* _ACTIVITY_
All lines that hold the string "tolerance" should be copied. Find them in the listing below.

* _RECORDED DATA_

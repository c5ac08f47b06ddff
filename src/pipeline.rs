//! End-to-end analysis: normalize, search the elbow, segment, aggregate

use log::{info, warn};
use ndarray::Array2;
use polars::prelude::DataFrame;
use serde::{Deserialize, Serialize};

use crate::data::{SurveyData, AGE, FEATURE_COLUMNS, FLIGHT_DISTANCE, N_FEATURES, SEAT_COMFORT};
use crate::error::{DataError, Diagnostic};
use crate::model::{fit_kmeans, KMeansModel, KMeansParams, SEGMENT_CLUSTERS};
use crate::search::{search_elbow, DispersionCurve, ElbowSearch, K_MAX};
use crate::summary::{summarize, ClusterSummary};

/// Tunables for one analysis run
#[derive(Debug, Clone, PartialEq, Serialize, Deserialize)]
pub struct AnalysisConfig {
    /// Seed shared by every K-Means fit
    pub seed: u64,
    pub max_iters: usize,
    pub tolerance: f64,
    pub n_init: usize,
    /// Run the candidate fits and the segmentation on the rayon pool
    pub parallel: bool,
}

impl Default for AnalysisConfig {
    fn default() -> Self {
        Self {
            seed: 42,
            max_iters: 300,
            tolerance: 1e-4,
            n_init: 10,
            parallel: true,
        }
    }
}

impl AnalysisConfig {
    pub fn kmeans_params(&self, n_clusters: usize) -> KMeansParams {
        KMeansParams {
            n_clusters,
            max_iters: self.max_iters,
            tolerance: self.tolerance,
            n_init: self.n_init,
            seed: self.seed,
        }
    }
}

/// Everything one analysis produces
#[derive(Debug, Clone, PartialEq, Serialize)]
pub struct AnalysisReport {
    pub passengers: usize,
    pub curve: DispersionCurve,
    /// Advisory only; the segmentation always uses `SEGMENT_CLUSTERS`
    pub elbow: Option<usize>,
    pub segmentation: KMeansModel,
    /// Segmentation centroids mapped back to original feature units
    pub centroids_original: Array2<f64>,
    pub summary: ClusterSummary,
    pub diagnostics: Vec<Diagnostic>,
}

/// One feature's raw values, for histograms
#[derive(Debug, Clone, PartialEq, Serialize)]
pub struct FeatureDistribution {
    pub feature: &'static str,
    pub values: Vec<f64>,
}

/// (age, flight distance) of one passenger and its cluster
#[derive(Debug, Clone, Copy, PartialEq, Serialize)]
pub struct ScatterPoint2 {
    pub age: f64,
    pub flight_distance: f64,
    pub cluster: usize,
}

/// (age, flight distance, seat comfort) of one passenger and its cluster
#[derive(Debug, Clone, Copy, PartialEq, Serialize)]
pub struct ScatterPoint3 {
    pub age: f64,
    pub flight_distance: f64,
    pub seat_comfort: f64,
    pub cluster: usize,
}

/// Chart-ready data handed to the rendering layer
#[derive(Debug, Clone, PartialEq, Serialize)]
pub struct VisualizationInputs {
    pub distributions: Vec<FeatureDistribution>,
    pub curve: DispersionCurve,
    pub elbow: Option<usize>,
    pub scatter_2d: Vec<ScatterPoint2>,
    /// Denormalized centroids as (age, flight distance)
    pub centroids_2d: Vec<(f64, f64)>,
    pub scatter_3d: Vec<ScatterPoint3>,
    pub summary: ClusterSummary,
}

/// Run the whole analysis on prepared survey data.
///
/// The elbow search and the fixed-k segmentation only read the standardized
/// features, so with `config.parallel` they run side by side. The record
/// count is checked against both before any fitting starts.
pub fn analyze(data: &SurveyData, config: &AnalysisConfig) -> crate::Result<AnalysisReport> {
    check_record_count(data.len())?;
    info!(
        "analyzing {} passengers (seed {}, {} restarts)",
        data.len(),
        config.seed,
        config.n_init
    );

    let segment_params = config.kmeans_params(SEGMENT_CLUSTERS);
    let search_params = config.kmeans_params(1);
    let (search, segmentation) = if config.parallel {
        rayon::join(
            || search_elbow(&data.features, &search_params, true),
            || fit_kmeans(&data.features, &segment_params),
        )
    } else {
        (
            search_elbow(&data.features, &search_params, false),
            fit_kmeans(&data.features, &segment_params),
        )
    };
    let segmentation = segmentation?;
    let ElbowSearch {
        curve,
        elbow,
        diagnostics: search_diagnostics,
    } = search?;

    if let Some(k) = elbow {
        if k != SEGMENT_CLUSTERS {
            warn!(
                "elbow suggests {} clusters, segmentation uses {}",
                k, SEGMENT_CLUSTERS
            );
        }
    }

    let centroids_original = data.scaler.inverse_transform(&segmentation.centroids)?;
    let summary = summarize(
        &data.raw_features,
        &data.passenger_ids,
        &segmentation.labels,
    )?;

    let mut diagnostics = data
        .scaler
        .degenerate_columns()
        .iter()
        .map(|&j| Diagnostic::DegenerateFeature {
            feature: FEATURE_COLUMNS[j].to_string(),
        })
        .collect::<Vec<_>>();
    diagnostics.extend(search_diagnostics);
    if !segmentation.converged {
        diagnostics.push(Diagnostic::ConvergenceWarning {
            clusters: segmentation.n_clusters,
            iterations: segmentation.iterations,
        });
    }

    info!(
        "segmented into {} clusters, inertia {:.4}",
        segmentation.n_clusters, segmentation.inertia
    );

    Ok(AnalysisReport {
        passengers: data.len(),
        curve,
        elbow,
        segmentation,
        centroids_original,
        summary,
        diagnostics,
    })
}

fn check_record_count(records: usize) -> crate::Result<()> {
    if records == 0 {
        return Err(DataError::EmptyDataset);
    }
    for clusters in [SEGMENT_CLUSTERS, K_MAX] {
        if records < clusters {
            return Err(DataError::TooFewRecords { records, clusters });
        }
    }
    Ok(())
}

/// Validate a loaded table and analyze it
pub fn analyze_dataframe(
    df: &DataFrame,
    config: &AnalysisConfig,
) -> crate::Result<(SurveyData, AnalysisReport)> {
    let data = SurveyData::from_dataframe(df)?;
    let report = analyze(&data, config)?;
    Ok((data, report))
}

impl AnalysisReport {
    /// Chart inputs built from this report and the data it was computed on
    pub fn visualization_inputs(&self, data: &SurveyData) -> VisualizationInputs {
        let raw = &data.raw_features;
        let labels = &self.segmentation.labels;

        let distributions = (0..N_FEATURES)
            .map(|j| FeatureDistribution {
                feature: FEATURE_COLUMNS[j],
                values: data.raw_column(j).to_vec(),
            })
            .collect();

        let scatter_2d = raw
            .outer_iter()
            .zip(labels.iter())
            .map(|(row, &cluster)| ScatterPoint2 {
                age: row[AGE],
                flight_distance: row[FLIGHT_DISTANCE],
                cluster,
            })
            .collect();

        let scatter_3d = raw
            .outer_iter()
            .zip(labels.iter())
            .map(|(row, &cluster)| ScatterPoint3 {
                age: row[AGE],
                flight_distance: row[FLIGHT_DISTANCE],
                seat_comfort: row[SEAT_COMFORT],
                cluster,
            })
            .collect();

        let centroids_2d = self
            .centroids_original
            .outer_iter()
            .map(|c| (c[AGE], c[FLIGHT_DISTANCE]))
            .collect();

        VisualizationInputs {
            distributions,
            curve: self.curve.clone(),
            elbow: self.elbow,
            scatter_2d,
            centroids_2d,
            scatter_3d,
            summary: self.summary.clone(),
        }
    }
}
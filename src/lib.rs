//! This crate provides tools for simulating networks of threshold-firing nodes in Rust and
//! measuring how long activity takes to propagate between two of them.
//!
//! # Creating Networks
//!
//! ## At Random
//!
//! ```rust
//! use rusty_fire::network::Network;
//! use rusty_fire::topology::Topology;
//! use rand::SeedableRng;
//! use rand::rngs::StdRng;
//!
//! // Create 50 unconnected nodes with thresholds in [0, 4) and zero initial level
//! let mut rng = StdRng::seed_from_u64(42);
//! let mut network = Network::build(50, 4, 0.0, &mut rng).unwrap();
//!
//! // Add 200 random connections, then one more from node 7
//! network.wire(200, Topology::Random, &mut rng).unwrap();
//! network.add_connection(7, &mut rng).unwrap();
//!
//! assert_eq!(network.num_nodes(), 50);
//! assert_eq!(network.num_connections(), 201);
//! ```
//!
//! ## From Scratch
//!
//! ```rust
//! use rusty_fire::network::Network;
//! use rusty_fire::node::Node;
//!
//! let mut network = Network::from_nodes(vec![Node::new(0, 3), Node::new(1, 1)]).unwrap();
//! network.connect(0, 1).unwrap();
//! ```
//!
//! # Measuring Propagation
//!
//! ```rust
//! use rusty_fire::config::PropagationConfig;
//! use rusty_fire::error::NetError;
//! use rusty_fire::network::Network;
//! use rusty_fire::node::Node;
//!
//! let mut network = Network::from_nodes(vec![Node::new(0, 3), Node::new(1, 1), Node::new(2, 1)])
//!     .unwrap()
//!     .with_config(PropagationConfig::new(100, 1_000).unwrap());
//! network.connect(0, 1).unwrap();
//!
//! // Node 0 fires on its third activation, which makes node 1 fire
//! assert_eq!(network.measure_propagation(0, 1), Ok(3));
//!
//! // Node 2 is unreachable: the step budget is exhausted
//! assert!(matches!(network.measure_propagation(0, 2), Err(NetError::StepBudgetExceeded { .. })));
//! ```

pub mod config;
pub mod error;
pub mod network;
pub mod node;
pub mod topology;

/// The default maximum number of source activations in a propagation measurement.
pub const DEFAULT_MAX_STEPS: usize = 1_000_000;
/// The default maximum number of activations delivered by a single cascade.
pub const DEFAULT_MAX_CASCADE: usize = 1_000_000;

* _TASK OUTPUT_
    pub tolerance: f64,
            tolerance: 1e-4,
            tolerance: self.tolerance,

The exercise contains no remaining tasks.